use serde::{Deserialize, Serialize};

/// A structured validation failure attributable to one field.
#[derive(Clone, Debug, PartialEq, Eq, Serialize, Deserialize)]
pub struct Violation {
    pub path: String,
    pub message: String,
    pub code: Option<String>,
}

impl Violation {
    pub fn new(path: impl Into<String>, message: impl Into<String>) -> Self {
        Self {
            path: path.into(),
            message: message.into(),
            code: None,
        }
    }

    pub fn with_code(mut self, code: impl Into<String>) -> Self {
        self.code = Some(code.into());
        self
    }
}

/// Result envelope every mutation resolves to.
///
/// A successful outcome carries the entity; a failed one carries either
/// violations (entity validation) or errors (access, lookup, transfer and
/// storage failures), never both, and never an entity.
#[derive(Clone, Debug, PartialEq)]
pub struct CrudOutcome<E> {
    pub entity: Option<E>,
    pub violations: Vec<Violation>,
    pub errors: Vec<String>,
}

impl<E> CrudOutcome<E> {
    pub fn success(entity: E) -> Self {
        Self {
            entity: Some(entity),
            violations: Vec::new(),
            errors: Vec::new(),
        }
    }

    pub fn violations(violations: Vec<Violation>) -> Self {
        Self {
            entity: None,
            violations,
            errors: Vec::new(),
        }
    }

    pub fn error(message: impl Into<String>) -> Self {
        Self {
            entity: None,
            violations: Vec::new(),
            errors: vec![message.into()],
        }
    }

    pub fn is_success(&self) -> bool {
        self.entity.is_some()
    }
}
· · · · · · ·
* Aim of the task:
Reproduce the material exactly, from the first line to the last.

* Expected answer:
use serde::{Deserialize, Serialize};

/// A structured validation failure attributable to one field.
#[derive(Clone, Debug, PartialEq, Eq, Serialize, Deserialize)]
pub struct Violation {
    pub path: String,
    pub message: String,
    pub code: Option<String>,
}

impl Violation {
    pub fn new(path: impl Into<String>, message: impl Into<String>) -> Self {
        Self {
            path: path.into(),
            message: message.into(),
            code: None,
        }
    }

    pub fn with_code(mut self, code: impl Into<String>) -> Self {
        self.code = Some(code.into());
        self
    }
}

/// Result envelope every mutation resolves to.
///
/// A successful outcome carries the entity; a failed one carries either
/// violations (entity validation) or errors (access, lookup, transfer and
/// storage failures), never both, and never an entity.
#[derive(Clone, Debug, PartialEq)]
pub struct CrudOutcome<E> {
    pub entity: Option<E>,
    pub violations: Vec<Violation>,
    pub errors: Vec<String>,
}

impl<E> CrudOutcome<E> {
    pub fn success(entity: E) -> Self {
        Self {
            entity: Some(entity),
            violations: Vec::new(),
            errors: Vec::new(),
        }
    }

    pub fn violations(violations: Vec<Violation>) -> Self {
        Self {
            entity: None,
            violations,
            errors: Vec::new(),
        }
    }

    pub fn error(message: impl Into<String>) -> Self {
        Self {
            entity: None,
            violations: Vec::new(),
            errors: vec![message.into()],
        }
    }

    pub fn is_success(&self) -> bool {
        self.entity.is_some()
    }
}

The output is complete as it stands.